___ Exercise input

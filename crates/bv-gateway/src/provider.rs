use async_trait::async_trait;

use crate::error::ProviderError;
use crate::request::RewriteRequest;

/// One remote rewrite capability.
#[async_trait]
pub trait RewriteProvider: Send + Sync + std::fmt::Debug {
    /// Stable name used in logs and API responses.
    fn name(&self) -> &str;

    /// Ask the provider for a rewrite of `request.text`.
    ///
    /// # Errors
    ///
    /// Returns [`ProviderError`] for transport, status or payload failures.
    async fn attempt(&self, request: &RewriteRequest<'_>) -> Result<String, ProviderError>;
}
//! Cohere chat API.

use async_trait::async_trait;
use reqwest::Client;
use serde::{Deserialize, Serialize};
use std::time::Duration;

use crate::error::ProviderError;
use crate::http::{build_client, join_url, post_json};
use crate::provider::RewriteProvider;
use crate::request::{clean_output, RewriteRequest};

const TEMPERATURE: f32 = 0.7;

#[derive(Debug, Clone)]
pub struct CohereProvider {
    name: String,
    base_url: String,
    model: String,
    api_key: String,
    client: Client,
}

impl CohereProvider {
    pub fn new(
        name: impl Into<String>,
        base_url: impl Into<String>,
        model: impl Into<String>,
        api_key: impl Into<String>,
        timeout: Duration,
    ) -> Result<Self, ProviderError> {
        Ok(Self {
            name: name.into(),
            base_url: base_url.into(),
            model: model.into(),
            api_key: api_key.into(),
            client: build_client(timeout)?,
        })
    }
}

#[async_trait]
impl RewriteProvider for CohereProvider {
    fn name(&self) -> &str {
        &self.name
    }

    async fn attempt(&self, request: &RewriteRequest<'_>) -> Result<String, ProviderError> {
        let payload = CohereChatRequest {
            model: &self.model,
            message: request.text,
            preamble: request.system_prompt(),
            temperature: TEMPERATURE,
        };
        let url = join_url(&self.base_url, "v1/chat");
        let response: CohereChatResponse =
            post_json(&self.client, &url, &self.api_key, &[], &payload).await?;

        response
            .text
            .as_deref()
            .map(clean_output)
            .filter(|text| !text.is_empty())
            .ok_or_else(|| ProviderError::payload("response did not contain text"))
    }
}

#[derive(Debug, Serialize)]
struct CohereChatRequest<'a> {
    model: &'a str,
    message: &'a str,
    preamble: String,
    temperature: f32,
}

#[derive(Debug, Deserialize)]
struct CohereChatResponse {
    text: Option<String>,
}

______
___ Exercise input

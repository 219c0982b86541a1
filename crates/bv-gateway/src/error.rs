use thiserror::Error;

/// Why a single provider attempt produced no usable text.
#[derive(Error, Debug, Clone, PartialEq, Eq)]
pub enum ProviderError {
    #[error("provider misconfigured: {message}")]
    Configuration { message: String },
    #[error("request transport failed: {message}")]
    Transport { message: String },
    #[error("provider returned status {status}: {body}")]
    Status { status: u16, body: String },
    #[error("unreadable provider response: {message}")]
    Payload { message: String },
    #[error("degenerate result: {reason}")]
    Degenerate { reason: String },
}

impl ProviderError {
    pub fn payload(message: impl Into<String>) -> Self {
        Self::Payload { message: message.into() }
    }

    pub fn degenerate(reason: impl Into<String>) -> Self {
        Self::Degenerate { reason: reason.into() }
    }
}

______
___ Exercise input

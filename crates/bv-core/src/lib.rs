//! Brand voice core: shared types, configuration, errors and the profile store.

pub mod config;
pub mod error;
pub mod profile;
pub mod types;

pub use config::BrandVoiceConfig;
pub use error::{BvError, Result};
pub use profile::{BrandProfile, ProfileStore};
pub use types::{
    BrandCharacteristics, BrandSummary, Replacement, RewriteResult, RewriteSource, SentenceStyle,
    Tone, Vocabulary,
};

______

Prompt =>
Go through the entries and filter for lines holding the word "CohereChatRequest"; copy each match.

Solution =>
        let payload = CohereChatRequest {
struct CohereChatRequest<'a> {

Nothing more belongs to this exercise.